═════ Information supplied ═════
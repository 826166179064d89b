use std::time::Duration;

/// Process configuration, loaded from the environment (§6 Configuration).
///
/// This is a dumb struct-from-env loader: no business logic lives here, it
/// just documents the defaults and hands a typed `Config` to `main`.
#[derive(Debug, Clone)]
pub struct Config {
    pub db_path: String,
    pub engine_host: String,
    pub http_addr: String,
    pub tg_enabled: bool,
    pub tg_token: String,
    pub tg_chat_id: String,
    pub restart_window: Duration,
    pub restart_threshold: u32,
    pub ws_origins: Vec<String>,
}

impl Config {
    pub fn from_env() -> Self {
        Self {
            db_path: env_or("DB_PATH", "./healthmon.db"),
            engine_host: env_or("ENGINE_HOST", "unix:///var/run/docker.sock"),
            http_addr: env_or("HTTP_ADDR", ":8080"),
            tg_enabled: env_or("TG_ENABLED", "false").parse().unwrap_or(false),
            tg_token: env_or("TG_TOKEN", ""),
            tg_chat_id: env_or("TG_CHAT_ID", ""),
            restart_window: Duration::from_secs(
                env_or("RESTART_WINDOW_SECONDS", "300").parse().unwrap_or(300),
            ),
            restart_threshold: env_or("RESTART_THRESHOLD", "3").parse().unwrap_or(3),
            ws_origins: {
                let raw = env_or("WS_ORIGINS", "");
                if raw.is_empty() {
                    Vec::new()
                } else {
                    raw.split(',').map(|s| s.trim().to_string()).collect()
                }
            },
        }
    }

    /// `HTTP_ADDR` is documented as `:8080`-style (no host); normalize it to
    /// something `std::net::SocketAddr` or axum's `TcpListener` can bind.
    pub fn http_socket_addr(&self) -> String {
        if let Some(stripped) = self.http_addr.strip_prefix(':') {
            format!("0.0.0.0:{stripped}")
        } else {
            self.http_addr.clone()
        }
    }
}

fn env_or(key: &str, default: &str) -> String {
    std::env::var(key).unwrap_or_else(|_| default.to_string())
}

#[cfg(test)]
mod tests {
    use super::*;

    #[test]
    fn defaults_match_documented_values() {
        // SAFETY: single-threaded test, no other test in this module touches env.
        for key in [
            "DB_PATH",
            "ENGINE_HOST",
            "HTTP_ADDR",
            "TG_ENABLED",
            "RESTART_WINDOW_SECONDS",
            "RESTART_THRESHOLD",
            "WS_ORIGINS",
        ] {
            unsafe { std::env::remove_var(key) };
        }
        let cfg = Config::from_env();
        assert_eq!(cfg.db_path, "./healthmon.db");
        assert_eq!(cfg.engine_host, "unix:///var/run/docker.sock");
        assert_eq!(cfg.http_addr, ":8080");
        assert!(!cfg.tg_enabled);
        assert_eq!(cfg.restart_window, Duration::from_secs(300));
        assert_eq!(cfg.restart_threshold, 3);
        assert!(cfg.ws_origins.is_empty());
    }

    #[test]
    fn http_socket_addr_normalizes_bare_port() {
        let mut cfg = Config::from_env();
        cfg.http_addr = ":9090".to_string();
        assert_eq!(cfg.http_socket_addr(), "0.0.0.0:9090");
        cfg.http_addr = "127.0.0.1:9090".to_string();
        assert_eq!(cfg.http_socket_addr(), "127.0.0.1:9090");
    }
}
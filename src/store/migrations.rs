use rusqlite::Connection;

use crate::error::{HealthmonError, Result};

/// One schema migration: applied once, in order, inside a transaction.
/// Idempotent by construction — each uses `IF NOT EXISTS` / `IF NOT EXISTS`
/// equivalents so a partially-applied `schema_migrations` table can never
/// wedge a reopen.
struct Migration {
    version: i64,
    sql: &'static str,
}

const MIGRATIONS: &[Migration] = &[
    Migration {
        version: 1,
        sql: r#"
            CREATE TABLE IF NOT EXISTS containers (
                id INTEGER PRIMARY KEY AUTOINCREMENT,
                name TEXT NOT NULL UNIQUE,
                container_id TEXT NOT NULL DEFAULT '',
                image TEXT NOT NULL DEFAULT '',
                image_tag TEXT NOT NULL DEFAULT '',
                image_id TEXT NOT NULL DEFAULT '',
                created_at TEXT,
                registered_at TEXT,
                started_at TEXT,
                status TEXT NOT NULL DEFAULT '',
                role TEXT NOT NULL DEFAULT 'task',
                user TEXT NOT NULL DEFAULT '',
                caps TEXT NOT NULL DEFAULT '[]',
                read_only INTEGER NOT NULL DEFAULT 0,
                no_new_privileges INTEGER NOT NULL DEFAULT 0,
                health_status TEXT NOT NULL DEFAULT '',
                health_failing_streak INTEGER NOT NULL DEFAULT 0,
                unhealthy_since TEXT,
                restart_loop INTEGER NOT NULL DEFAULT 0,
                restart_streak INTEGER NOT NULL DEFAULT 0,
                restart_loop_since TEXT,
                present INTEGER NOT NULL DEFAULT 1,
                last_event_id INTEGER,
                updated_at TEXT,
                healthcheck TEXT,
                auto_restart_policy TEXT
            );

            CREATE TABLE IF NOT EXISTS events (
                id INTEGER PRIMARY KEY AUTOINCREMENT,
                container_pk INTEGER NOT NULL,
                container TEXT NOT NULL,
                container_id TEXT NOT NULL DEFAULT '',
                type TEXT NOT NULL,
                message TEXT NOT NULL DEFAULT '',
                timestamp TEXT NOT NULL,
                old_image TEXT,
                new_image TEXT,
                old_image_id TEXT,
                new_image_id TEXT,
                old_image_tag TEXT,
                new_image_tag TEXT,
                reason TEXT,
                exit_code INTEGER,
                details TEXT
            );

            CREATE TABLE IF NOT EXISTS alerts (
                id INTEGER PRIMARY KEY AUTOINCREMENT,
                container_pk INTEGER NOT NULL,
                container TEXT NOT NULL,
                container_id TEXT NOT NULL DEFAULT '',
                type TEXT NOT NULL,
                message TEXT NOT NULL DEFAULT '',
                timestamp TEXT NOT NULL,
                severity TEXT NOT NULL,
                details TEXT
            );

            CREATE INDEX IF NOT EXISTS idx_events_container_pk ON events(container_pk);
            CREATE INDEX IF NOT EXISTS idx_events_type ON events(type);
            CREATE INDEX IF NOT EXISTS idx_alerts_container_pk ON alerts(container_pk);
            CREATE INDEX IF NOT EXISTS idx_alerts_type ON alerts(type);
        "#,
    },
];

pub fn migrate(conn: &mut Connection) -> Result<()> {
    conn.execute_batch(
        "CREATE TABLE IF NOT EXISTS schema_migrations (
            version INTEGER PRIMARY KEY,
            applied_at TEXT NOT NULL
        );",
    )?;

    for migration in MIGRATIONS {
        let already_applied: bool = conn
            .query_row(
                "SELECT EXISTS(SELECT 1 FROM schema_migrations WHERE version = ?1)",
                [migration.version],
                |row| row.get(0),
            )
            .unwrap_or(false);
        if already_applied {
            continue;
        }

        let tx = conn.transaction()?;
        tx.execute_batch(migration.sql).map_err(|e| {
            HealthmonError::Migration(format!("migration {} failed: {e}", migration.version))
        })?;
        tx.execute(
            "INSERT INTO schema_migrations (version, applied_at) VALUES (?1, datetime('now'))",
            [migration.version],
        )?;
        tx.commit()?;
    }

    Ok(())
}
═════
_Try it:_ Copy each line above containing the string "stripped".

_Result:_
        if let Some(stripped) = self.http_addr.strip_prefix(':') {
            format!("0.0.0.0:{stripped}")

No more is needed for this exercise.